When to Suspect CAPS Clinically
Order these blood tests when patients present with at least three of the following features 3, 4:
- Recurrent episodes of symptoms
- Age at disease onset <20 years
- Urticaria-like rash (neutrophilic, not true urticaria) 1, 5, 4
- Cold or stress-triggered episodes 1, 5, 4
- Sensorineural hearing loss 1, 5, 4
- Chronic aseptic meningitis 1, 5, 4
- Skeletal abnormalities 1, 5, 4
Diagnostic Algorithm
The validated diagnostic model for CAPS requires: 4
- Raised inflammatory markers (CRP/SAA) PLUS
- At least two of six CAPS-typical symptoms:
- Urticaria-like rash
- Cold-triggered episodes
- Sensorineural hearing loss
- Musculoskeletal symptoms
- Chronic aseptic meningitis
- Skeletal abnormalities
This model has 81% sensitivity and 94% specificity for CAPS diagnosis 4.
Important Caveats
Markers of systemic inflammation correlate with disease symptoms and risk of organ damage. 1 Most CAPS patients (except those with the mildest form, FCAS) have evidence of chronic subclinical inflammation even between episodes 1.

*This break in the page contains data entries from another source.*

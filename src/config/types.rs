use mkvstrip_av::commit::{DEFAULT_BACKUP_PREFIX, DEFAULT_TEMP_SUFFIX};
use mkvstrip_av::{CommitNames, IdentifyFormat};
use serde::{Deserialize, Serialize};
use std::path::PathBuf;
use std::time::Duration;

#[derive(Debug, Clone, Default, Deserialize, Serialize)]
pub struct Config {
    #[serde(default)]
    pub tools: ToolsConfig,

    #[serde(default)]
    pub batch: BatchConfig,
}

#[derive(Debug, Clone, Default, Deserialize, Serialize)]
pub struct ToolsConfig {
    /// Explicit mkvmerge location; PATH is searched when unset or missing
    #[serde(default)]
    pub mkvmerge_path: Option<PathBuf>,

    /// Upper bound on each mkvmerge run; unset waits forever
    #[serde(default)]
    pub timeout_secs: Option<u64>,

    /// Identification output to request and parse
    #[serde(default)]
    pub identify_format: IdentifyFormat,

    /// Treat mkvmerge exit status 1 (warnings) as a successful remux
    #[serde(default)]
    pub accept_warnings: bool,
}

impl ToolsConfig {
    pub fn timeout(&self) -> Option<Duration> {
        self.timeout_secs.map(Duration::from_secs)
    }
}

#[derive(Debug, Clone, Deserialize, Serialize)]
pub struct BatchConfig {
    /// Container extension to pick up, compared case-insensitively
    #[serde(default = "default_extension")]
    pub extension: String,

    /// Prefix for the backup copy of each original
    #[serde(default = "default_backup_prefix")]
    pub backup_prefix: String,

    /// Suffix for the remux output before it replaces the original
    #[serde(default = "default_temp_suffix")]
    pub temp_suffix: String,
}

fn default_extension() -> String {
    "mkv".to_string()
}
fn default_backup_prefix() -> String {
    DEFAULT_BACKUP_PREFIX.to_string()
}
fn default_temp_suffix() -> String {
    DEFAULT_TEMP_SUFFIX.to_string()
}

impl Default for BatchConfig {
    fn default() -> Self {
        Self {
            extension: default_extension(),
            backup_prefix: default_backup_prefix(),
            temp_suffix: default_temp_suffix(),
        }
    }
}

impl BatchConfig {
    pub fn commit_names(&self) -> CommitNames {
        CommitNames {
            backup_prefix: self.backup_prefix.clone(),
            temp_suffix: self.temp_suffix.clone(),
        }
    }
}
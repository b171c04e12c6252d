// ============================================================================
// Keja API - Report Handlers
// File: crates/keja-api/src/handlers/reports.rs
// Description: Dashboard, summary, monthly and debtor reports, CSV downloads
// ============================================================================

use axum::{
    extract::{Query, State},
    http::header,
    response::{IntoResponse, Response},
    Json,
};

use keja_core::reports::DashboardStats;
use keja_shared::constants::{ARREARS_REPORT_FILENAME, MONTHLY_REPORT_FILENAME, TOP_DEBTORS_LIMIT};

use crate::auth::AuthSession;
use crate::dto::{DebtorView, MonthlyView, SummaryView, TopDebtorsQuery};
use crate::error::ApiError;
use crate::response::ApiResponse;
use crate::state::AppState;

/// GET /api/v1/dashboard
pub async fn dashboard(
    State(state): State<AppState>,
    AuthSession(session): AuthSession,
) -> Result<Json<ApiResponse<DashboardStats>>, ApiError> {
    let stats = state.reports.dashboard(&session).await?;
    Ok(Json(ApiResponse::success(stats).in_currency(&state.config.app.currency)))
}

/// GET /api/v1/reports/summary
pub async fn summary(
    State(state): State<AppState>,
    AuthSession(session): AuthSession,
) -> Result<Json<ApiResponse<SummaryView>>, ApiError> {
    let summary = state.reports.summary(&session).await?;
    Ok(Json(ApiResponse::success(SummaryView::new(&summary, &state.config.app.currency))))
}

/// GET /api/v1/reports/monthly
pub async fn monthly(
    State(state): State<AppState>,
    AuthSession(session): AuthSession,
) -> Result<Json<ApiResponse<Vec<MonthlyView>>>, ApiError> {
    let rows = state.reports.monthly(&session).await?;
    let rows: Vec<MonthlyView> = rows.iter().map(MonthlyView::from).collect();
    Ok(Json(ApiResponse::list(rows).in_currency(&state.config.app.currency)))
}

/// GET /api/v1/reports/top-debtors?limit=
pub async fn top_debtors(
    State(state): State<AppState>,
    AuthSession(session): AuthSession,
    Query(query): Query<TopDebtorsQuery>,
) -> Result<Json<ApiResponse<Vec<DebtorView>>>, ApiError> {
    let limit = query.limit.unwrap_or(TOP_DEBTORS_LIMIT);
    let debtors = state.reports.top_debtors(&session, Some(limit)).await?;
    let rows: Vec<DebtorView> = debtors.iter().map(DebtorView::from).collect();
    Ok(Json(ApiResponse::list(rows).in_currency(&state.config.app.currency)))
}

/// GET /api/v1/reports/monthly.csv
pub async fn monthly_csv(
    State(state): State<AppState>,
    AuthSession(session): AuthSession,
) -> Result<Response, ApiError> {
    let body = state.reports.monthly_csv(&session).await?;
    Ok(csv_download(MONTHLY_REPORT_FILENAME, body))
}

/// GET /api/v1/reports/arrears.csv
pub async fn arrears_csv(
    State(state): State<AppState>,
    AuthSession(session): AuthSession,
) -> Result<Response, ApiError> {
    let body = state.reports.arrears_csv(&session).await?;
    Ok(csv_download(ARREARS_REPORT_FILENAME, body))
}

fn csv_download(filename: &str, body: Vec<u8>) -> Response {
    (
        [
            (header::CONTENT_TYPE, "text/csv; charset=utf-8".to_string()),
            (header::CONTENT_DISPOSITION, format!("attachment; filename=\"{}\"", filename)),
        ],
        body,
    )
        .into_response()
}
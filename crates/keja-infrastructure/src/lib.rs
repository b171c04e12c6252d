//! # Keja Infrastructure
//!
//! PostgreSQL implementations (adapters) of the keja-core repository ports.

pub mod database;

pub use database::{
    create_pool, run_migrations, PgMaintenanceRepository, PgPaymentRepository, PgProfileRepository,
    PgPropertyRepository, PgTenantRepository, PgUnitRepository, MIGRATOR,
};
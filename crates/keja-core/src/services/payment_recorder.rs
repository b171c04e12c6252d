// ============================================================================
// Keja Core - Payment Recorder
// File: crates/keja-core/src/services/payment_recorder.rs
// ============================================================================
//! The single write path that affects a tenant's ledger, plus the read-side
//! views built on payments: history, receipts and per-tenant ledgers.

use std::sync::Arc;

use chrono::{DateTime, Utc};
use serde::{Deserialize, Serialize};
use tracing::{error, info, warn};
use uuid::Uuid;

use keja_shared::constants::RECEIPT_BRAND;

use crate::domain::{Money, Payment, PaymentEntry, PaymentMethod, Session};
use crate::error::DomainError;
use crate::ledger::{self, TenantLedger};
use crate::repositories::{PaymentRepository, RecordedPayment, TenantRepository};

/// Printable receipt for one payment
#[derive(Debug, Clone, PartialEq, Eq, Serialize, Deserialize)]
pub struct Receipt {
    pub brand: String,
    pub payment_id: Uuid,
    pub payment_date: DateTime<Utc>,
    pub tenant_name: String,
    pub tenant_phone: String,
    pub unit_number: String,
    pub property_name: String,
    pub amount: Money,
    pub method: PaymentMethod,
    pub method_label: String,
    pub currency: String,
}

impl Receipt {
    fn from_entry(entry: PaymentEntry, currency: &str) -> Self {
        Self {
            brand: RECEIPT_BRAND.to_string(),
            payment_id: entry.payment.id,
            payment_date: entry.payment.payment_date,
            tenant_name: entry.tenant_name,
            tenant_phone: entry.tenant_phone,
            unit_number: entry.unit_number,
            property_name: entry.property_name,
            amount: entry.payment.amount,
            method: entry.payment.method,
            method_label: entry.payment.method.label().to_string(),
            currency: currency.to_string(),
        }
    }

    /// "KES 15,000"
    pub fn amount_display(&self) -> String {
        self.amount.display_with(&self.currency)
    }
}

pub struct PaymentRecorder {
    tenant_repo: Arc<dyn TenantRepository>,
    payment_repo: Arc<dyn PaymentRepository>,
    currency: String,
}

impl PaymentRecorder {
    pub fn new(
        tenant_repo: Arc<dyn TenantRepository>,
        payment_repo: Arc<dyn PaymentRepository>,
        currency: String,
    ) -> Self {
        Self {
            tenant_repo,
            payment_repo,
            currency,
        }
    }

    /// Records a payment for an active tenant of the session user.
    /// `timestamp` defaults to now.
    pub async fn record_payment(
        &self,
        session: &Session,
        tenant_id: Uuid,
        amount: Money,
        method: PaymentMethod,
        timestamp: Option<DateTime<Utc>>,
    ) -> Result<RecordedPayment, DomainError> {
        let payment = Payment::new(tenant_id, amount, method, timestamp.unwrap_or_else(Utc::now)).map_err(|e| {
            warn!("Rejected payment for tenant {}: {}", tenant_id, e);
            e
        })?;

        self.tenant_repo
            .find_active(session.user_id, tenant_id)
            .await?
            .ok_or_else(|| {
                warn!("Payment for unknown tenant {} by user {}", tenant_id, session.user_id);
                DomainError::TenantNotFound(tenant_id)
            })?;

        let recorded = self.payment_repo.append(&payment).await.map_err(|e| {
            error!("Failed to record payment for tenant {}: {}", tenant_id, e);
            e
        })?;

        info!(
            "Recorded payment {} of {} for tenant {} (balance {})",
            recorded.payment.id, recorded.payment.amount, tenant_id, recorded.balance
        );
        Ok(recorded)
    }

    /// Payment history, newest first.
    pub async fn history(&self, session: &Session) -> Result<Vec<PaymentEntry>, DomainError> {
        self.payment_repo.list_history(session.user_id).await
    }

    pub async fn receipt(&self, session: &Session, payment_id: Uuid) -> Result<Receipt, DomainError> {
        let entry = self
            .payment_repo
            .find_entry(session.user_id, payment_id)
            .await?
            .ok_or(DomainError::PaymentNotFound(payment_id))?;

        Ok(Receipt::from_entry(entry, &self.currency))
    }

    /// Ledger derived from the tenant's full payment history.
    pub async fn tenant_ledger(&self, session: &Session, tenant_id: Uuid) -> Result<TenantLedger, DomainError> {
        let record = self
            .tenant_repo
            .find_active(session.user_id, tenant_id)
            .await?
            .ok_or(DomainError::TenantNotFound(tenant_id))?;

        let payments = self.payment_repo.list_by_tenant(tenant_id).await?;
        ledger::summarize(tenant_id, record.rent_amount, &payments)
    }
}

Patients with longstanding untreated systemic inflammation need screening for amyloidosis, as 25% of Muckle-Wells syndrome patients develop this serious complication 1, 6. This screening should be performed if inflammatory markers have been persistently elevated 1.
Relationship to Genetic Testing
Genetic testing should proceed even if inflammatory markers are normal during evaluation, as CAPS can have episodic presentations with periods of lower inflammation 1. However, the presence of elevated CRP/ESR significantly strengthens the clinical suspicion and justifies the genetic workup 3, 4.
The genetic diagnosis is required to facilitate initiation of targeted IL-1 inhibitor treatments, provide genetic counseling, and inform prognosis 1.